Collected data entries
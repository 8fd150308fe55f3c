//! Shared fixtures for the behavior suites: canned upstream payloads and an
//! offline platform wired to a [`StubHttpClient`].

#![allow(dead_code)]

use std::sync::Arc;

use finplex_core::config::EnvLookup;
use finplex_core::{Platform, PlatformConfig, SecretString, StubHttpClient};

pub const FMP_KEY: &str = "fmp-test-key-0001";

pub const FMP_DIVIDENDS: &str = r#"[
    {"date": "2024-01-02", "label": "January 02, 24", "adjDividend": 0.24, "symbol": "AAPL",
     "dividend": 0.24, "recordDate": "2024-01-03", "paymentDate": "2024-01-15", "declarationDate": ""},
    {"date": "2024-01-03", "label": "January 03, 24", "adjDividend": 0.75, "symbol": "MSFT",
     "dividend": 0.75, "recordDate": "", "paymentDate": "2024-03-14", "declarationDate": "2023-11-28"}
]"#;

pub const FMP_ESTIMATES: &str = r#"[
    {"symbol": "AAPL", "date": "2024-09-28", "estimatedRevenueLow": 380000000000,
     "estimatedRevenueHigh": 400000000000, "estimatedRevenueAvg": 390000000000,
     "estimatedEpsAvg": 6.7, "numberAnalystsEstimatedEps": 30}
]"#;

pub const NASDAQ_DAY: &str = r#"{"data": {"calendar": {"rows": [
    {"companyName": "Apple Inc.", "symbol": "AAPL", "dividend_Ex_Date": "01/02/2024",
     "payment_Date": "01/15/2024", "record_Date": "01/03/2024", "dividend_Rate": 0.24,
     "indicated_Annual_Dividend": 0.96, "announcement_Date": "12/20/2023"}
]}}}"#;

pub const OECD_REAL: &str = "DATAFLOW,REF_AREA,TIME_PERIOD,OBS_VALUE\n\
    OECD.SDD.NAD:DSD_NAMAIN10@DF_TABLE1_EXPENDITURE(1.0),USA,2022,21822037.0\n\
    OECD.SDD.NAD:DSD_NAMAIN10@DF_TABLE1_EXPENDITURE(1.0),USA,2021,21407693.0\n";

/// Canned responses for every installed provider.
pub fn stub_upstreams() -> StubHttpClient {
    StubHttpClient::new()
        .with_json("stock_dividend_calendar", FMP_DIVIDENDS)
        .with_json("analyst-estimates", FMP_ESTIMATES)
        .with_json("api.nasdaq.com", NASDAQ_DAY)
        .with_json("sdmx.oecd.org", OECD_REAL)
}

/// An environment with no variables set.
pub fn empty_env() -> EnvLookup {
    Arc::new(|_| None)
}

/// Configuration with the FMP key set and nothing read from disk.
pub fn test_config() -> PlatformConfig {
    let mut config = PlatformConfig::default();
    config
        .credentials
        .insert(String::from("fmp_api_key"), SecretString::new(FMP_KEY));
    config.http.retry.max_retries = 0;
    config
}

pub fn platform_with(stub: Arc<StubHttpClient>, config: PlatformConfig) -> Platform {
    Platform::builder()
        .with_config(config)
        .with_http_client(stub)
        .with_env_lookup(empty_env())
        .build()
        .expect("platform should build")
}

pub fn offline_platform() -> (Platform, Arc<StubHttpClient>) {
    let stub = stub_upstreams().into_shared();
    (platform_with(Arc::clone(&stub), test_config()), stub)
}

» WORK TO BE COMPLETED:
Only the lines from the one containing "config.http.retry.max_retries = 0;" through the final line above should be duplicated, exactly as they stand.

» THE ANSWER:
    config.http.retry.max_retries = 0;
    config
}

pub fn platform_with(stub: Arc<StubHttpClient>, config: PlatformConfig) -> Platform {
    Platform::builder()
        .with_config(config)
        .with_http_client(stub)
        .with_env_lookup(empty_env())
        .build()
        .expect("platform should build")
}

pub fn offline_platform() -> (Platform, Arc<StubHttpClient>) {
    let stub = stub_upstreams().into_shared();
    (platform_with(Arc::clone(&stub), test_config()), stub)
}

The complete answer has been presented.